*** Data provided Section Begins ***
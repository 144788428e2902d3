//! # Address
//!
//! A 32-byte identifier with two lossless textual projections:
//!
//! - **hex**: `0x` + 64 lowercase hex characters, big-endian
//! - **checksummed**: Bech32m with the human-readable part [`ADDRESS_HRP`]
//!
//! Addresses of accounts are SHA-256 of the 64-byte uncompressed public key.
//! Predicate addresses are derived elsewhere from bytecode and wrapped here
//! with [`Address::from_raw_bytes`].

use super::errors::AddressError;
use super::input::AddressInput;
use bech32::{FromBase32, ToBase32, Variant};
use rand::RngCore;
use serde::{Deserialize, Deserializer, Serialize, Serializer};
use shared_crypto::{sha256, Secp256k1PublicKey};
use shared_types::{strip_hex_prefix, Bytes32};
use std::fmt;
use std::str::FromStr;

/// Human-readable prefix of checksummed addresses.
pub const ADDRESS_HRP: &str = "fuel";

/// Raw address length in bytes.
pub const ADDRESS_LEN: usize = 32;

const UNCOMPRESSED_KEY_LEN: usize = 64;
const SEC1_UNCOMPRESSED_KEY_LEN: usize = 65;
const SEC1_UNCOMPRESSED_TAG: u8 = 0x04;

/// 256-bit account or predicate identifier.
#[derive(Clone, Copy, PartialEq, Eq, Hash, PartialOrd, Ord, Default)]
pub struct Address([u8; 32]);

impl Address {
    /// The all-zero address.
    pub const ZERO: Self = Self([0u8; 32]);

    /// Wrap 32 raw bytes.
    pub const fn from_raw_bytes(bytes: [u8; 32]) -> Self {
        Self(bytes)
    }

    /// Wrap a byte slice that must be exactly 32 bytes.
    pub fn from_slice(bytes: &[u8]) -> Result<Self, AddressError> {
        let raw: [u8; 32] = bytes
            .try_into()
            .map_err(|_| AddressError::InvalidLength {
                expected: ADDRESS_LEN,
                actual: bytes.len(),
            })?;
        Ok(Self(raw))
    }

    /// Parse `0x`-prefixed (or bare) hex. Upper-case digits are accepted.
    pub fn from_hex_string(text: &str) -> Result<Self, AddressError> {
        let stripped = strip_hex_prefix(text);
        if !stripped.bytes().all(|b| b.is_ascii_hexdigit()) {
            return Err(AddressError::InvalidEncoding(format!(
                "not a hex string: {text}"
            )));
        }
        if stripped.len() % 2 != 0 {
            return Err(AddressError::InvalidEncoding(format!(
                "odd number of hex digits: {}",
                stripped.len()
            )));
        }
        if stripped.len() != ADDRESS_LEN * 2 {
            return Err(AddressError::InvalidLength {
                expected: ADDRESS_LEN,
                actual: stripped.len() / 2,
            });
        }
        let mut raw = [0u8; 32];
        hex::decode_to_slice(stripped, &mut raw)
            .map_err(|e| AddressError::InvalidEncoding(e.to_string()))?;
        Ok(Self(raw))
    }

    /// Parse a Bech32m string with the [`ADDRESS_HRP`] prefix.
    pub fn from_checksummed_string(text: &str) -> Result<Self, AddressError> {
        let (hrp, data, variant) =
            bech32::decode(text).map_err(|e| AddressError::InvalidEncoding(e.to_string()))?;
        if hrp != ADDRESS_HRP {
            return Err(AddressError::InvalidEncoding(format!(
                "unexpected prefix '{hrp}', expected '{ADDRESS_HRP}'"
            )));
        }
        if variant != Variant::Bech32m {
            return Err(AddressError::InvalidEncoding(
                "checksum is bech32, expected bech32m".to_string(),
            ));
        }
        let bytes =
            Vec::<u8>::from_base32(&data).map_err(|e| AddressError::InvalidEncoding(e.to_string()))?;
        if bytes.len() != ADDRESS_LEN {
            return Err(AddressError::InvalidEncoding(format!(
                "payload is {} bytes, expected {ADDRESS_LEN}",
                bytes.len()
            )));
        }
        Self::from_slice(&bytes)
    }

    /// Derive an address from an uncompressed secp256k1 public key.
    ///
    /// Accepts the 64-byte `x || y` form or the 65-byte SEC1 form with the
    /// `0x04` tag. The point itself is not validated; derivation is a plain
    /// one-way hash.
    pub fn from_public_key(public_key: &[u8]) -> Result<Self, AddressError> {
        let key = match public_key.len() {
            UNCOMPRESSED_KEY_LEN => public_key,
            SEC1_UNCOMPRESSED_KEY_LEN if public_key[0] == SEC1_UNCOMPRESSED_TAG => &public_key[1..],
            length => return Err(AddressError::InvalidPublicKey { length }),
        };
        Ok(Self(sha256(key)))
    }

    /// Derive an address from a hex-encoded public key.
    pub fn from_public_key_hex(text: &str) -> Result<Self, AddressError> {
        let bytes = hex::decode(strip_hex_prefix(text))
            .map_err(|e| AddressError::InvalidEncoding(e.to_string()))?;
        Self::from_public_key(&bytes)
    }

    /// Derive an address from a validated secp256k1 public key.
    pub fn from_secp256k1(public_key: &Secp256k1PublicKey) -> Self {
        Self(sha256(public_key.as_bytes()))
    }

    /// Parse text of unknown form: hex first, then checksummed.
    ///
    /// Hex is always attempted first. Reordering would let a malformed hex
    /// string be read as something else.
    pub fn from_ambiguous_string(text: &str) -> Result<Self, AddressError> {
        Self::from_hex_string(text)
            .or_else(|_| Self::from_checksummed_string(text))
            .map_err(|_| AddressError::UnresolvableAddress(text.to_string()))
    }

    /// Resolve an explicitly tagged input.
    pub fn from_dynamic_input<'a>(input: impl Into<AddressInput<'a>>) -> Result<Self, AddressError> {
        match input.into() {
            AddressInput::Address(address) => Ok(address),
            AddressInput::Bytes(bytes) => Self::from_slice(bytes),
            AddressInput::PublicKey(key) => Self::from_public_key(key),
            AddressInput::Text(text) => Self::from_ambiguous_string(text),
        }
    }

    /// Random address from the thread RNG. Useful for fixtures.
    pub fn random() -> Self {
        Self::random_with(&mut rand::thread_rng())
    }

    /// Random address from a caller-supplied RNG.
    pub fn random_with<R: RngCore + ?Sized>(rng: &mut R) -> Self {
        let mut raw = [0u8; 32];
        rng.fill_bytes(&mut raw);
        Self(raw)
    }

    /// Bech32m projection.
    pub fn to_checksummed_string(&self) -> String {
        self.to_string()
    }

    /// `0x` + 64 lowercase hex characters.
    pub fn to_hex_string(&self) -> String {
        format!("0x{}", hex::encode(self.0))
    }

    /// Copy out the raw bytes.
    pub const fn to_bytes(&self) -> [u8; 32] {
        self.0
    }

    /// Borrow the raw bytes.
    pub const fn as_bytes(&self) -> &[u8; 32] {
        &self.0
    }
}

impl From<[u8; 32]> for Address {
    fn from(bytes: [u8; 32]) -> Self {
        Self(bytes)
    }
}

impl From<Bytes32> for Address {
    fn from(value: Bytes32) -> Self {
        Self(value.to_bytes())
    }
}

impl From<Address> for Bytes32 {
    fn from(address: Address) -> Self {
        Bytes32::new(address.0)
    }
}

impl AsRef<[u8]> for Address {
    fn as_ref(&self) -> &[u8] {
        &self.0
    }
}

impl fmt::Display for Address {
    fn fmt(&self, f: &mut fmt::Formatter<'_>) -> fmt::Result {
        match bech32::encode_to_fmt(f, ADDRESS_HRP, self.0.to_base32(), Variant::Bech32m) {
            Ok(result) => result,
            Err(_) => Err(fmt::Error),
        }
    }
}

impl fmt::Debug for Address {
    fn fmt(&self, f: &mut fmt::Formatter<'_>) -> fmt::Result {
        write!(f, "Address({})", self.to_hex_string())
    }
}

impl FromStr for Address {
    type Err = AddressError;

    fn from_str(s: &str) -> Result<Self, Self::Err> {
        Self::from_ambiguous_string(s)
    }
}

impl Serialize for Address {
    fn serialize<S: Serializer>(&self, serializer: S) -> Result<S::Ok, S::Error> {
        serializer.serialize_str(&self.to_hex_string())
    }
}

impl<'de> Deserialize<'de> for Address {
    fn deserialize<D: Deserializer<'de>>(deserializer: D) -> Result<Self, D::Error> {
        let text = String::deserialize(deserializer)?;
        Self::from_ambiguous_string(&text).map_err(serde::de::Error::custom)
    }
}
//! # Shared Crypto - Cryptographic Primitives
//!
//! ## Components
//!
//! | Module | Algorithm | Use Case |
//! |--------|-----------|----------|
//! | `hashing` | SHA-256 | Address derivation, message digests, predicate roots |
//! | `ecdsa` | secp256k1 | Account keys, recoverable signatures |
//!
//! ## Security Properties
//!
//! - **secp256k1**: RFC 6979 deterministic nonces, low-S normalization
//! - **Secrets**: scalars are held in zeroizing containers and wiped on drop,
//!   including on parse-error paths

#![warn(missing_docs)]
#![warn(clippy::all)]

pub mod ecdsa;
pub mod errors;
pub mod hashing;

// Re-exports
pub use ecdsa::{RecoverableSignature, Secp256k1KeyPair, Secp256k1PublicKey, SecretKey};
pub use errors::CryptoError;
pub use hashing::{sha256, sha256_many, Sha256Hasher};

/// Crate version
pub const VERSION: &str = env!("CARGO_PKG_VERSION");
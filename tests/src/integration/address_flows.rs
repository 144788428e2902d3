//! # Address and Signature Flows
//!
//! Known vectors for the two address encodings, public-key derivation and
//! message signing, checked through the public crate APIs together.

#[cfg(test)]
mod tests {
    use la_01_address_codec::{Address, AddressError};
    use la_02_signer::{hash_message, recover_address, verify_signer, SignerError};
    use la_04_account::Account;

    const PUBLIC_KEY: &str = "0x2f34bc0df4db0ec391792cedb05768832b49b1aa3a2dd8c30054d1af00f67d00b74b7acbbf3087c8e0b1a4c343db50aa471d21f278ff5ce09f07795d541fb47e";
    const ADDRESS_B256: &str = "0xf1e92c42b90934aa6372e30bc568a326f6e66a1a0288595e6e3fbd392a4f3e6e";
    const ADDRESS_BECH32: &str = "fuel1785jcs4epy625cmjuv9u269rymmwv6s6q2y9jhnw877nj2j08ehqce3rxf";
    const ADDRESS_BYTES: [u8; 32] = [
        241, 233, 44, 66, 185, 9, 52, 170, 99, 114, 227, 11, 197, 104, 163, 38, 246, 230, 106, 26,
        2, 136, 89, 94, 110, 63, 189, 57, 42, 79, 62, 110,
    ];

    #[test]
    fn test_address_from_checksummed() {
        let address = Address::from_checksummed_string(ADDRESS_BECH32).unwrap();
        assert_eq!(address.to_hex_string(), ADDRESS_B256);
        assert_eq!(address.to_bytes(), ADDRESS_BYTES);
    }

    #[test]
    fn test_address_from_public_key() {
        let address = Address::from_public_key_hex(PUBLIC_KEY).unwrap();
        assert_eq!(address.to_checksummed_string(), ADDRESS_BECH32);
        assert_eq!(address.to_hex_string(), ADDRESS_B256);
    }

    #[test]
    fn test_every_input_form_agrees() {
        let from_bytes = Address::from_raw_bytes(ADDRESS_BYTES);
        assert_eq!(Address::from_dynamic_input(ADDRESS_B256).unwrap(), from_bytes);
        assert_eq!(Address::from_dynamic_input(ADDRESS_BECH32).unwrap(), from_bytes);
        assert_eq!(Address::from_dynamic_input(&ADDRESS_BYTES).unwrap(), from_bytes);
        assert!(matches!(
            Address::from_dynamic_input("not an address"),
            Err(AddressError::UnresolvableAddress(_))
        ));
    }

    #[test]
    fn test_account_signature_authenticates() {
        let account = Account::from_private_key(
            "0xa1447cd75accc6b71a976fd3401a1f6ce318d27ba660b0315ee6ac347bf39568",
        )
        .unwrap();
        let message = "my message";
        let signature = account.sign_message(message).unwrap();
        let digest = hash_message(message);

        assert_eq!(recover_address(&digest, &signature).unwrap(), account.address());
        assert!(verify_signer(&digest, &signature, &account.address()).is_ok());

        let stranger = Account::generate();
        assert!(matches!(
            verify_signer(&digest, &signature, &stranger.address()),
            Err(SignerError::SignerMismatch { .. })
        ));
        assert_ne!(
            recover_address(&hash_message("other message"), &signature).unwrap(),
            account.address()
        );
    }
}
*** Data provided Section Ends ***
• Problem to work on: Tally, in the data above, the lines where the word "usize" occurs, and give the figure alone.

• Answer to this task: 3